The news industry has historically been one that always seems to fall into bad light. From sleazy journalists who disobey laws to get stories, to straight-up liars putting out fake news, journalism habitually gets stuck with a bad reputation.
In the 21st century, a time when social justice can be expressed in a mere 280-character tweet, changes are happening in the blink of an eye. Now more than ever, people have the power and the resources to see something, then say something.
Women march for gender equality, people of color march for racial justice and immigrants march for cultural appropriation. Granted, each of these groups is voicing their opinion for something that only affects a small percent of the population respectively. But, in this time of prevalent change, no one is standing for something that affects everybody, something that would benefit 100 percent of the population. Not many are standing for good news.

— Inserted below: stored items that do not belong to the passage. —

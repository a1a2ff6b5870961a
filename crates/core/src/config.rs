// Copyright 2025 Ollamometer Contributors
// SPDX-License-Identifier: Apache-2.0

//! Application configuration.
//!
//! Sources are layered, later ones overriding earlier ones:
//!
//! 1. compiled defaults ([`AppConfig::default`]);
//! 2. an optional TOML file (`ollamometer.toml` unless a path is given);
//! 3. environment variables prefixed `OLLAMOMETER__`, with `__` separating
//!    nested keys, e.g. `OLLAMOMETER__SERVER__PORT=8080`.
//!
//! A `.env` file in the working directory is loaded first, if present.
//!
//! # Example
//!
//! ```ignore
//! use ollamometer_core::config::AppConfig;
//!
//! let config = AppConfig::load(None)?;
//! println!("backend: {}", config.backend.base_url);
//! ```

use std::collections::BTreeMap;
use std::path::Path;
use std::time::Duration;

use config::{Config, Environment, File};
use serde::{Deserialize, Serialize};

use crate::error::Result;
use crate::stream::StreamSettings;

/// Default configuration file name, looked up in the working directory.
pub const DEFAULT_CONFIG_FILE: &str = "ollamometer.toml";

/// Environment variable prefix.
pub const ENV_PREFIX: &str = "OLLAMOMETER";

/// HTTP listener settings.
#[derive(Debug, Clone, PartialEq, Eq, Serialize, Deserialize)]
pub struct ServerConfig {
    /// Bind address
    pub host: String,
    /// Bind port
    pub port: u16,
}

impl Default for ServerConfig {
    fn default() -> Self {
        Self {
            host: "0.0.0.0".to_string(),
            port: 5555,
        }
    }
}

/// Inference backend settings.
#[derive(Debug, Clone, PartialEq, Eq, Serialize, Deserialize)]
pub struct BackendConfig {
    /// Base URL of the Ollama server
    pub base_url: String,
    /// Timeout for the availability probe, in seconds
    pub availability_timeout_secs: u64,
}

impl Default for BackendConfig {
    fn default() -> Self {
        Self {
            base_url: "http://localhost:11434".to_string(),
            availability_timeout_secs: 2,
        }
    }
}

/// A benchmark prompt with its workload description.
#[derive(Debug, Clone, PartialEq, Eq, Serialize, Deserialize)]
pub struct PromptSpec {
    /// Stable identifier
    pub id: String,
    /// Display name
    pub name: String,
    /// Prompt text sent to the model
    #[serde(rename = "prompt")]
    pub text: String,
    /// Workload category
    #[serde(default)]
    pub category: String,
    /// What the prompt stresses
    #[serde(default)]
    pub description: String,
}

impl PromptSpec {
    /// Create a prompt without category or description.
    pub fn new(id: impl Into<String>, name: impl Into<String>, text: impl Into<String>) -> Self {
        Self {
            id: id.into(),
            name: name.into(),
            text: text.into(),
            category: String::new(),
            description: String::new(),
        }
    }

    fn described(mut self, category: &str, description: &str) -> Self {
        self.category = category.to_string();
        self.description = description.to_string();
        self
    }
}

/// The built-in prompt catalogue.
pub fn default_prompts() -> Vec<PromptSpec> {
    vec![
        PromptSpec::new(
            "quick_qa",
            "Quick Q&A",
            "What is recursion in programming? Give a brief explanation.",
        )
        .described("Factual", "Tests TTFT and cold start performance"),
        PromptSpec::new(
            "code_generation",
            "Code Generation",
            "Write a Python function that finds the longest palindrome substring in a given \
             string. Include detailed comments explaining the algorithm and handle edge cases.",
        )
        .described("Coding", "Tests sustained generation performance"),
        PromptSpec::new(
            "creative_writing",
            "Creative Writing",
            "Write a short story (approximately 300 words) about a time traveler who \
             accidentally changes a small detail in history and must deal with the unexpected \
             consequences.",
        )
        .described("Creative", "Tests long output generation"),
        PromptSpec::new(
            "reasoning",
            "Multi-Step Reasoning",
            "A train leaves Chicago at 3:00 PM traveling east at 60 mph. Another train leaves \
             New York at 4:00 PM traveling west at 80 mph. The cities are 800 miles apart. When \
             and where will the trains meet? Show your work step by step.",
        )
        .described("Analytical", "Tests computational reasoning"),
        PromptSpec::new(
            "analysis",
            "Detailed Analysis",
            "Compare and contrast the bubble sort and merge sort algorithms. Discuss their time \
             complexity (best, average, worst case), space complexity, stability, and practical \
             use cases. When would you choose one over the other?",
        )
        .described("Analytical", "Tests analytical processing"),
    ]
}

/// Benchmark sweep settings.
#[derive(Debug, Clone, PartialEq, Eq, Serialize, Deserialize)]
pub struct BenchmarkConfig {
    /// Models offered for testing
    pub available_models: Vec<String>,
    /// Prompt catalogue
    pub prompts: Vec<PromptSpec>,
    /// Runs per model/prompt pair when the caller does not say
    pub default_runs: u32,
    /// Run counts offered to users
    pub runs_options: Vec<u32>,
    /// Pause after unloading a model, in milliseconds
    pub unload_settle_ms: u64,
    /// Abandon an in-flight generate call as soon as the sweep is cancelled
    pub abort_in_flight: bool,
}

impl Default for BenchmarkConfig {
    fn default() -> Self {
        Self {
            available_models: vec![
                "llama3.2:1b".to_string(),
                "llama3.2:3b".to_string(),
                "qwen2.5:3b".to_string(),
                "mistral:7b".to_string(),
            ],
            prompts: default_prompts(),
            default_runs: 3,
            runs_options: vec![1, 2, 3, 5, 10],
            unload_settle_ms: 1000,
            abort_in_flight: false,
        }
    }
}

impl BenchmarkConfig {
    /// Look up a prompt by id.
    pub fn prompt(&self, id: &str) -> Option<&PromptSpec> {
        self.prompts.iter().find(|p| p.id == id)
    }

    /// Pause after unloading a model.
    pub fn unload_settle(&self) -> Duration {
        Duration::from_millis(self.unload_settle_ms)
    }
}

/// Floor for the stream poll interval so an idle observer never spins.
pub const MIN_POLL_INTERVAL_MS: u64 = 10;

/// Progress stream settings.
#[derive(Debug, Clone, PartialEq, Eq, Serialize, Deserialize)]
pub struct StreamConfig {
    /// Upper bound between two state reads, in milliseconds
    pub poll_interval_ms: u64,
    /// Delay before closing after a terminal event, in milliseconds
    pub terminal_grace_ms: u64,
    /// Close the stream after reporting idle
    pub idle_terminates: bool,
}

impl Default for StreamConfig {
    fn default() -> Self {
        Self {
            poll_interval_ms: 500,
            terminal_grace_ms: 2000,
            idle_terminates: true,
        }
    }
}

impl StreamConfig {
    /// Runtime settings for a progress stream.
    pub fn settings(&self) -> StreamSettings {
        StreamSettings {
            poll_interval: Duration::from_millis(self.poll_interval_ms.max(MIN_POLL_INTERVAL_MS)),
            terminal_grace: Duration::from_millis(self.terminal_grace_ms),
            idle_terminates: self.idle_terminates,
        }
    }
}

/// Complete application configuration.
#[derive(Debug, Clone, PartialEq, Serialize, Deserialize)]
pub struct AppConfig {
    /// HTTP listener
    pub server: ServerConfig,
    /// Inference backend
    pub backend: BackendConfig,
    /// Benchmark sweep
    pub benchmark: BenchmarkConfig,
    /// Progress stream
    pub stream: StreamConfig,
    /// Free-form description of the machine under test, copied into reports
    pub system_info: BTreeMap<String, serde_json::Value>,
}

impl Default for AppConfig {
    fn default() -> Self {
        let system_info = [
            ("name", serde_json::json!("my-pc")),
            ("cpu_model", serde_json::json!("unknown")),
            ("cpu_cores", serde_json::json!(0)),
            ("cpu_arch", serde_json::json!(std::env::consts::ARCH)),
            ("ram_gb", serde_json::json!(0.0)),
            ("gpu_model", serde_json::json!("CPU-only")),
            ("gpu_vram_gb", serde_json::json!(0.0)),
            ("os_name", serde_json::json!(std::env::consts::OS)),
        ]
        .into_iter()
        .map(|(k, v)| (k.to_string(), v))
        .collect();

        Self {
            server: ServerConfig::default(),
            backend: BackendConfig::default(),
            benchmark: BenchmarkConfig::default(),
            stream: StreamConfig::default(),
            system_info,
        }
    }
}

impl AppConfig {
    /// Load configuration from defaults, file and environment.
    ///
    /// A missing default file is ignored; an explicitly given path must
    /// exist.
    pub fn load(path: Option<&Path>) -> Result<Self> {
        // A missing .env file is the normal case.
        let _ = dotenvy::dotenv();

        let file = match path {
            Some(path) => File::from(path).required(true),
            None => File::with_name(DEFAULT_CONFIG_FILE).required(false),
        };

        let config = Config::builder()
            .add_source(Config::try_from(&AppConfig::default())?)
            .add_source(file)
            .add_source(
                Environment::with_prefix(ENV_PREFIX)
                    .prefix_separator("__")
                    .separator("__")
                    .list_separator(",")
                    .with_list_parse_key("benchmark.available_models")
                    .with_list_parse_key("benchmark.runs_options")
                    .try_parsing(true),
            )
            .build()?;

        Ok(config.try_deserialize()?)
    }

    /// Socket address string for the HTTP listener.
    pub fn bind_address(&self) -> String {
        format!("{}:{}", self.server.host, self.server.port)
    }
}

#[cfg(test)]
mod tests {
    use super::*;

    #[test]
    fn test_defaults() {
        let config = AppConfig::default();
        assert_eq!(config.server.port, 5555);
        assert_eq!(config.backend.base_url, "http://localhost:11434");
        assert_eq!(config.benchmark.default_runs, 3);
        assert_eq!(config.benchmark.prompts.len(), 5);
        assert_eq!(config.bind_address(), "0.0.0.0:5555");
    }

    #[test]
    fn test_prompt_lookup() {
        let config = BenchmarkConfig::default();
        assert_eq!(config.prompt("reasoning").unwrap().name, "Multi-Step Reasoning");
        assert!(config.prompt("missing").is_none());
    }

    #[test]
    fn test_stream_settings_conversion() {
        let settings = StreamConfig::default().settings();
        assert_eq!(settings, StreamSettings::default());
    }

    #[test]
    fn test_zero_poll_interval_is_clamped() {
        let config = StreamConfig {
            poll_interval_ms: 0,
            ..StreamConfig::default()
        };
        assert_eq!(
            config.settings().poll_interval,
            Duration::from_millis(MIN_POLL_INTERVAL_MS)
        );
    }

    #[test]
    fn test_load_reads_explicit_file() {
        let dir = std::env::temp_dir().join(format!("ollamometer-config-{}", uuid::Uuid::new_v4()));
        std::fs::create_dir_all(&dir).unwrap();
        let path = dir.join("custom.toml");
        std::fs::write(
            &path,
            "[server]\nport = 8088\n\n[benchmark]\nunload_settle_ms = 0\n",
        )
        .unwrap();

        let config = AppConfig::load(Some(&path)).unwrap();
        assert_eq!(config.server.port, 8088);
        assert_eq!(config.benchmark.unload_settle_ms, 0);
        assert_eq!(config.benchmark.prompts.len(), 5);

        std::fs::remove_dir_all(&dir).unwrap();
    }

    #[test]
    fn test_load_missing_explicit_file_fails() {
        let path = std::env::temp_dir().join("ollamometer-does-not-exist.toml");
        assert!(AppConfig::load(Some(&path)).is_err());
    }

    #[test]
    fn test_prompt_spec_wire_name() {
        let json = serde_json::to_value(PromptSpec::new("a", "A", "text")).unwrap();
        assert_eq!(json["prompt"], "text");
    }
}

News brings people together – it is the sole way of sharing and connecting stories from every corner of the world. Earthquake in Japan? That’s a headline in New York. Terrorist attack in London? That’s a headline in China. Tsunami in Indonesia? That’s a headline in Mexico City. Maybe we’ve never been to some of these places, but the stories told in Rome and Egypt and Sydney are all the same because of the wonderful world of news.
But do you notice something similar with all of these headlines? They’re all negative. In fact, a 2014 article from Psychology Today tells us that people actually prefer negative news. A 2014 Quartz article highlighted a Russian news site City Reporter that only reported positive headlines for a day and saw a two-thirds decline in readership for that day. Even our own president has headlines that are over 80 percent negative, according to The Washington Times.

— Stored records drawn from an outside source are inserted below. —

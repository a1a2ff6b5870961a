// Copyright 2025 Ollamometer Contributors
// SPDX-License-Identifier: Apache-2.0

use axum::{extract::State, http::header, response::IntoResponse, routing::get, Router};
use std::sync::Arc;

use crate::state::AppState;

pub fn routes() -> Router<Arc<AppState>> {
    Router::new().route("/metrics", get(render_metrics))
}

async fn render_metrics(State(state): State<Arc<AppState>>) -> impl IntoResponse {
    (
        [(header::CONTENT_TYPE, "text/plain; version=0.0.4")],
        state.metrics.render(),
    )
}
// Copyright 2025 Ollamometer Contributors
// SPDX-License-Identifier: Apache-2.0

use axum::{extract::State, routing::post, Json, Router};
use ollamometer_benchmarks::SweepPlan;
use ollamometer_core::PromptSpec;
use serde::{Deserialize, Serialize};
use std::sync::Arc;
use tracing::info;

use crate::error::ApiError;
use crate::state::AppState;

#[derive(Debug, Deserialize)]
pub struct PullRequest {
    #[serde(default)]
    pub model: Option<String>,
}

#[derive(Debug, Serialize)]
pub struct PullStarted {
    pub message: &'static str,
    pub model: String,
}

#[derive(Debug, Deserialize)]
pub struct BenchmarkRequest {
    #[serde(default)]
    pub models: Vec<String>,
    #[serde(default)]
    pub prompts: Vec<String>,
    #[serde(default)]
    pub runs: Option<u32>,
}

#[derive(Debug, Serialize)]
pub struct BenchmarkStarted {
    pub message: &'static str,
    pub models: Vec<String>,
    pub prompts: Vec<String>,
    pub runs: u32,
    pub total_tests: u64,
}

#[derive(Debug, Serialize)]
pub struct CancelResponse {
    pub message: &'static str,
}

pub fn routes() -> Router<Arc<AppState>> {
    Router::new()
        .route("/api/pull", post(start_pull))
        .route("/api/benchmark", post(start_benchmark))
        .route("/api/benchmark/cancel", post(cancel_operation))
}

fn busy() -> ApiError {
    ApiError::conflict("Another operation is already running")
}

async fn start_pull(
    State(state): State<Arc<AppState>>,
    Json(request): Json<PullRequest>,
) -> Result<Json<PullStarted>, ApiError> {
    let model = request
        .model
        .filter(|m| !m.trim().is_empty())
        .ok_or_else(|| ApiError::bad_request("MISSING_MODEL", "Model name required"))?;

    if state.tracker.is_running() {
        return Err(busy());
    }
    state.pull.spawn(model.clone())?;

    info!(model = %model, "Pull started");
    Ok(Json(PullStarted {
        message: "Pull started",
        model,
    }))
}

async fn start_benchmark(
    State(state): State<Arc<AppState>>,
    Json(request): Json<BenchmarkRequest>,
) -> Result<Json<BenchmarkStarted>, ApiError> {
    if request.models.is_empty() {
        return Err(ApiError::bad_request("MISSING_MODELS", "No models specified"));
    }
    if request.prompts.is_empty() {
        return Err(ApiError::bad_request("MISSING_PROMPTS", "No prompts specified"));
    }
    if state.tracker.is_running() {
        return Err(busy());
    }

    // Unknown prompt ids are ignored as long as one remains.
    let prompts: Vec<PromptSpec> = request
        .prompts
        .iter()
        .filter_map(|id| state.config.benchmark.prompt(id).cloned())
        .collect();
    if prompts.is_empty() {
        return Err(ApiError::bad_request("INVALID_PROMPTS", "No valid prompts found"));
    }

    let runs = request.runs.unwrap_or(state.config.benchmark.default_runs);
    let plan = SweepPlan::new(request.models.clone(), prompts, runs)?;
    let total_tests = plan.total_units();
    state.runner.clone().spawn(plan)?;

    info!(
        models = ?request.models,
        prompts = ?request.prompts,
        runs,
        total_tests,
        "Benchmark started"
    );
    Ok(Json(BenchmarkStarted {
        message: "Benchmark started",
        models: request.models,
        prompts: request.prompts,
        runs,
        total_tests,
    }))
}

async fn cancel_operation(
    State(state): State<Arc<AppState>>,
) -> Result<Json<CancelResponse>, ApiError> {
    if !state.tracker.cancel() {
        return Err(ApiError::bad_request(
            "NO_OPERATION",
            "No benchmark is currently running",
        ));
    }
    Ok(Json(CancelResponse {
        message: "Benchmark cancellation requested",
    }))
}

A 2014 article from BigThink, an online knowledge forum that shares videos, articles and tips to foster success, by Peter H. Diamandis explained this, saying, “We have a negativity bias, which is the tendency to give far more information to negative details than positive ones and the confirmation bias, which is our tendency to selectively look at information or see information that confirms our preexisting notions, which is fine except that our preexisting notions are typically negative and therefore, we’re reconfirming our negative expectations.”
The industry is fighting for readership, fighting for the spotlight and fighting to keep people engaged in the age that hates journalists more and more each day. Those of us that go home and tell our families during the holidays that we’re majoring in journalism receive disapproving smiles and sympathetic pats on the back, so it’s no secret the general public has a distaste for journalists.

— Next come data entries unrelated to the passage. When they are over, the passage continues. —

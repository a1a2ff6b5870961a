// Copyright 2025 Ollamometer Contributors
// SPDX-License-Identifier: Apache-2.0

use axum::{
    extract::State,
    http::{header, HeaderName},
    response::{
        sse::{Event, KeepAlive, Sse},
        IntoResponse,
    },
    routing::get,
    Router,
};
use futures::StreamExt;
use ollamometer_core::{ProgressEvent, ProgressStream};
use std::convert::Infallible;
use std::sync::Arc;
use tracing::{debug, warn};

use crate::state::AppState;

static X_ACCEL_BUFFERING: HeaderName = HeaderName::from_static("x-accel-buffering");

pub fn routes() -> Router<Arc<AppState>> {
    Router::new().route("/api/progress", get(progress_stream))
}

fn to_event(event: &ProgressEvent) -> Event {
    match event.to_sse_data() {
        Ok(data) => Event::default().data(data),
        Err(e) => {
            warn!(error = %e, "Could not serialize progress event");
            Event::default().comment("serialization error")
        }
    }
}

async fn progress_stream(State(state): State<Arc<AppState>>) -> impl IntoResponse {
    debug!("Progress observer connected");
    let events = ProgressStream::new(state.tracker.clone(), state.config.stream.settings())
        .into_stream()
        .map(|event| Ok::<_, Infallible>(to_event(&event)));

    (
        [
            (header::CACHE_CONTROL, "no-cache"),
            (X_ACCEL_BUFFERING.clone(), "no"),
        ],
        Sse::new(events).keep_alive(KeepAlive::default()),
    )
}
// Copyright 2025 Ollamometer Contributors
// SPDX-License-Identifier: Apache-2.0

//! CLI for Ollamometer.
//!
//! Subcommands:
//!
//! - `serve` - run the HTTP API
//! - `run` - run a benchmark sweep headless and write reports
//! - `pull` - download a model
//! - `status` - show backend status and configuration

#![warn(missing_docs, rust_2018_idioms)]
#![deny(unsafe_code)]

use std::path::PathBuf;
use std::sync::Arc;
use std::time::Duration;

use anyhow::{bail, Context};
use clap::{Parser, Subcommand, ValueEnum};
use colored::Colorize;
use futures::StreamExt;
use indicatif::{ProgressBar, ProgressStyle};
use ollamometer_adapters::OllamaClient;
use ollamometer_benchmarks::{
    io, BenchmarkReport, BenchmarkRunner, PullTask, RunnerSettings, SweepPlan,
};
use ollamometer_core::config::AppConfig;
use ollamometer_core::telemetry::{init_tracing, LogFormat};
use ollamometer_core::{
    InferenceBackend, OperationStatus, ProgressEvent, ProgressStream, ProgressTracker,
    StreamSettings,
};
use tokio::task::JoinHandle;
use tracing::debug;

/// Ollamometer CLI.
#[derive(Parser, Debug)]
#[command(name = "ollamometer")]
#[command(author, version, about, long_about = None)]
pub struct Cli {
    /// Configuration file (defaults to ./ollamometer.toml when present).
    #[arg(short, long, global = true, env = "OLLAMOMETER_CONFIG")]
    pub config: Option<PathBuf>,

    /// Log output format: pretty or json.
    #[arg(long, global = true, default_value = "pretty")]
    pub log_format: String,

    /// Subcommand to run.
    #[command(subcommand)]
    pub command: Commands,
}

/// Report formats written by `run`.
#[derive(Debug, Clone, Copy, PartialEq, Eq, ValueEnum)]
pub enum OutputFormat {
    /// Raw per-model files and the combined JSON report
    Json,
    /// Markdown summary only
    Markdown,
    /// Everything
    Both,
}

/// Available CLI commands.
#[derive(Subcommand, Debug)]
pub enum Commands {
    /// Serve the HTTP API and progress feed.
    Serve {
        /// Bind address override.
        #[arg(long)]
        host: Option<String>,

        /// Bind port override.
        #[arg(short, long)]
        port: Option<u16>,
    },

    /// Run a benchmark sweep and write reports.
    ///
    /// Results are written to:
    /// - <output>/raw/<model>.json - entries per model
    /// - <output>/all_results.json - combined report
    /// - <output>/summary.md - Markdown summary
    Run {
        /// Models to test, comma separated (default: all configured).
        #[arg(short, long, value_delimiter = ',')]
        models: Vec<String>,

        /// Prompt ids, comma separated (default: all configured).
        #[arg(short = 'P', long, value_delimiter = ',')]
        prompts: Vec<String>,

        /// Runs per model/prompt pair.
        #[arg(short, long)]
        runs: Option<u32>,

        /// Output directory.
        #[arg(short, long, default_value = io::OUTPUT_DIR)]
        output: PathBuf,

        /// Output format.
        #[arg(short, long, value_enum, default_value_t = OutputFormat::Both)]
        format: OutputFormat,

        /// Verbose output.
        #[arg(short, long)]
        verbose: bool,
    },

    /// Download a model.
    Pull {
        /// Model name, e.g. llama3.2:1b.
        model: String,
    },

    /// Show backend status and configuration.
    Status {
        /// Show detailed status information.
        #[arg(short, long)]
        detailed: bool,
    },
}

/// Parse arguments and run the selected command.
pub async fn run() -> anyhow::Result<()> {
    let cli = Cli::parse();
    let log_format: LogFormat = cli.log_format.parse()?;
    let default_filter = match &cli.command {
        Commands::Serve { .. } => "info",
        Commands::Run { verbose: true, .. } => "info",
        _ => "warn",
    };
    init_tracing(log_format, default_filter)?;

    let mut config =
        AppConfig::load(cli.config.as_deref()).context("failed to load configuration")?;
    debug!(file = ?cli.config, backend = %config.backend.base_url, "Configuration loaded");

    match cli.command {
        Commands::Serve { host, port } => {
            if let Some(host) = host {
                config.server.host = host;
            }
            if let Some(port) = port {
                config.server.port = port;
            }
            ollamometer_api::serve(config).await
        }
        Commands::Run {
            models,
            prompts,
            runs,
            output,
            format,
            verbose,
        } => run_benchmark(config, models, prompts, runs, output, format, verbose).await,
        Commands::Pull { model } => pull_model(config, model).await,
        Commands::Status { detailed } => show_status(&config, detailed).await,
    }
}

fn backend(config: &AppConfig) -> anyhow::Result<OllamaClient> {
    Ok(OllamaClient::with_availability_timeout(
        config.backend.base_url.as_str(),
        Duration::from_secs(config.backend.availability_timeout_secs),
    )?)
}

async fn require_backend(config: &AppConfig) -> anyhow::Result<Arc<OllamaClient>> {
    let client = backend(config)?;
    if !client.is_available().await {
        bail!(
            "Ollama is not available at {}. Please start Ollama first.",
            config.backend.base_url
        );
    }
    Ok(Arc::new(client))
}

fn progress_bar(length: u64) -> ProgressBar {
    let bar = ProgressBar::new(length);
    bar.set_style(
        ProgressStyle::with_template("[{elapsed_precise}] {bar:30.cyan/dim} {pos}/{len} {msg}")
            .unwrap_or_else(|_| ProgressStyle::default_bar())
            .progress_chars("━╸─"),
    );
    bar
}

/// Mirror tracker progress onto `bar` until the operation ends.
fn render_progress(
    tracker: &ProgressTracker,
    settings: StreamSettings,
    bar: ProgressBar,
) -> JoinHandle<()> {
    let mut events = Box::pin(ProgressStream::new(tracker.clone(), settings).into_stream());
    tokio::spawn(async move {
        while let Some(event) = events.next().await {
            if let ProgressEvent::State(state) = event {
                if state.total > 0 {
                    bar.set_length(state.total);
                    bar.set_position(state.completed);
                }
                bar.set_message(state.message);
            }
        }
    })
}

/// Await `task`, cancelling the tracked operation on Ctrl-C.
async fn supervise<T>(
    tracker: &ProgressTracker,
    bar: &ProgressBar,
    mut task: JoinHandle<T>,
) -> anyhow::Result<T> {
    loop {
        tokio::select! {
            joined = &mut task => return joined.context("background task aborted"),
            _ = tokio::signal::ctrl_c() => {
                if tracker.cancel() {
                    bar.println(format!("{}", "Cancelling after the current test...".yellow()));
                } else {
                    // Second Ctrl-C: stop waiting for the in-flight request.
                    task.abort();
                }
            }
        }
    }
}

async fn run_benchmark(
    config: AppConfig,
    models: Vec<String>,
    prompts: Vec<String>,
    runs: Option<u32>,
    output: PathBuf,
    format: OutputFormat,
    verbose: bool,
) -> anyhow::Result<()> {
    let client = require_backend(&config).await?;

    let models = if models.is_empty() {
        config.benchmark.available_models.clone()
    } else {
        models
    };
    let prompt_ids: Vec<String> = if prompts.is_empty() {
        config.benchmark.prompts.iter().map(|p| p.id.clone()).collect()
    } else {
        prompts
    };
    let plan = SweepPlan::from_ids(&config.benchmark, models, &prompt_ids, runs)?;

    if verbose {
        println!(
            "Running {} tests ({} models x {} prompts x {} runs)",
            plan.total_units(),
            plan.models().len(),
            plan.prompts().len(),
            plan.runs_per_test()
        );
    }

    let tracker = ProgressTracker::new();
    let runner = Arc::new(BenchmarkRunner::new(
        client,
        tracker.clone(),
        RunnerSettings::from(&config.benchmark),
    ));

    let bar = progress_bar(plan.total_units());
    let handle = runner.spawn(plan)?;
    let renderer = render_progress(&tracker, config.stream.settings(), bar.clone());
    let outcome = supervise(&tracker, &bar, handle).await;
    renderer.abort();
    bar.finish_and_clear();
    let results = outcome??;

    if tracker
        .read()
        .is_some_and(|s| s.status == OperationStatus::Cancelled)
    {
        println!("{}", "Benchmark cancelled, results discarded".yellow());
        return Ok(());
    }
    if results.is_empty() {
        bail!("No results available: every benchmark unit failed");
    }

    let report = BenchmarkReport::new(config.system_info.clone(), &results);
    match format {
        OutputFormat::Json => {
            io::write_raw_results(&report, &output)?;
            io::write_report_json(&report, output.join(io::ALL_RESULTS_FILE))?;
        }
        OutputFormat::Markdown => io::write_summary(&report, &output)?,
        OutputFormat::Both => io::write_all_outputs(&report, &output)?,
    }

    println!(
        "{} Completed {} tests",
        "✓".green().bold(),
        report.total_tests
    );
    println!("Results written to {}", output.display());

    if verbose {
        for summary in report.model_summaries() {
            println!(
                "  - {}: {:.2} tokens/s, TTFT {:.3}s, {}",
                summary.model.bold(),
                summary.avg_tokens_per_second,
                summary.avg_time_to_first_token_s,
                summary.compute_mode
            );
        }
    }

    Ok(())
}

async fn pull_model(config: AppConfig, model: String) -> anyhow::Result<()> {
    let client = require_backend(&config).await?;
    let tracker = ProgressTracker::new();
    let task = PullTask::new(client, tracker.clone());

    let bar = progress_bar(0);
    let handle = task.spawn(model.as_str())?;
    let renderer = render_progress(&tracker, config.stream.settings(), bar.clone());
    let outcome = supervise(&tracker, &bar, handle).await;
    renderer.abort();
    bar.finish_and_clear();

    if outcome? {
        println!("{} Pulled {}", "✓".green().bold(), model);
        return Ok(());
    }
    match tracker.read() {
        Some(state) if state.status == OperationStatus::Cancelled => {
            println!("{}", state.message.yellow());
            Ok(())
        }
        Some(state) => bail!(state.error.unwrap_or(state.message)),
        None => bail!("Failed to pull {}", model),
    }
}

async fn show_status(config: &AppConfig, detailed: bool) -> anyhow::Result<()> {
    println!("{}", "Ollamometer".bold());
    println!("Version: {}", env!("CARGO_PKG_VERSION"));

    let client = backend(config)?;
    let available = client.is_available().await;
    let marker = if available {
        "running".green()
    } else {
        "not available".red()
    };
    println!("Ollama ({}): {}", config.backend.base_url, marker);

    if available {
        let downloaded = client.list_models().await.unwrap_or_default();
        println!("\nModels:");
        for model in &config.benchmark.available_models {
            let mark = if downloaded.contains(model) {
                "✓".green()
            } else {
                "✗".red()
            };
            println!("  {} {}", mark, model);
        }
    }

    if detailed {
        println!("\nPrompts:");
        for prompt in &config.benchmark.prompts {
            println!("  - {} ({}): {}", prompt.id, prompt.category, prompt.description);
        }
        println!("\nDefault runs: {}", config.benchmark.default_runs);
        println!("API address: {}", config.bind_address());
        println!("\nOutput files:");
        println!("  - {}/{}/", io::OUTPUT_DIR, io::RAW_DIR);
        println!("  - {}/{}", io::OUTPUT_DIR, io::ALL_RESULTS_FILE);
        println!("  - {}/{}", io::OUTPUT_DIR, io::SUMMARY_FILE);
    }

    Ok(())
}

#[cfg(test)]
mod tests {
    use super::*;

    #[test]
    fn test_parse_run_with_lists() {
        let cli = Cli::try_parse_from([
            "ollamometer",
            "run",
            "--models",
            "llama3.2:1b,mistral:7b",
            "-P",
            "quick_qa",
            "--runs",
            "2",
            "--format",
            "json",
        ])
        .unwrap();

        match cli.command {
            Commands::Run {
                models,
                prompts,
                runs,
                output,
                format,
                verbose,
            } => {
                assert_eq!(models, vec!["llama3.2:1b", "mistral:7b"]);
                assert_eq!(prompts, vec!["quick_qa"]);
                assert_eq!(runs, Some(2));
                assert_eq!(output, PathBuf::from(io::OUTPUT_DIR));
                assert_eq!(format, OutputFormat::Json);
                assert!(!verbose);
            }
            other => panic!("unexpected command: {:?}", other),
        }
    }

    #[test]
    fn test_parse_serve_overrides() {
        let cli = Cli::try_parse_from(["ollamometer", "serve", "--port", "8080"]).unwrap();
        assert!(matches!(
            cli.command,
            Commands::Serve {
                host: None,
                port: Some(8080)
            }
        ));
        assert_eq!(cli.log_format, "pretty");
    }

    #[test]
    fn test_cli_definition_is_consistent() {
        use clap::CommandFactory;
        Cli::command().debug_assert();
    }
}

“If it bleeds, it leads” is an unfortunately true motto that many newsrooms keep in the back of their minds as they design their front pages in the late hours of the night and create attention-grabbing tweets for online readers. Naturally, when running a business, you stay on top by doing what brings in income. Journalism is meant to serve the people, and psychology explains that the people want the gory, emotional, gut-wrenching and mood-busting stories.
We’re just a student newspaper; we don’t have the power to change the natural chemistry of the human brain. We don’t have the power to stop natural disasters from tearing apart developing countries and we don’t have the power to stop gun violence from shaking families and communities. But we do have the power to tell you that good news exists. Journalism isn’t all bad and the world isn’t all bad either.
Good news exists – just look at all the headlines and stories that we found in our city, state, country and world that are in this issue. It may not be the front page headline, and it may never be the front page story, but turn a few pages and you’ll see the feel-good stories. Good news is just as necessary as bad news, so make sure to read more of it. Journalists report on what the readers want, so the more good stories that are read, the more good stories that are reported on.
Today more than ever, we can create a change. We have this beautiful resource at our fingertips, yet we hate it so much and don’t appreciate its purpose. The news isn’t all fake and the journalists behind the stories aren’t all dirty liars. Readers are the ones who crave negativity, but readers are the ones with the ability to change the light the news sits in. Start clicking on the positive headlines, start picking up the paper and turning to the inside and start voicing a need for good news. Who knows? We might go down in history as the generation that not only inspired equality across the board, but that changed the light of worldly communication too.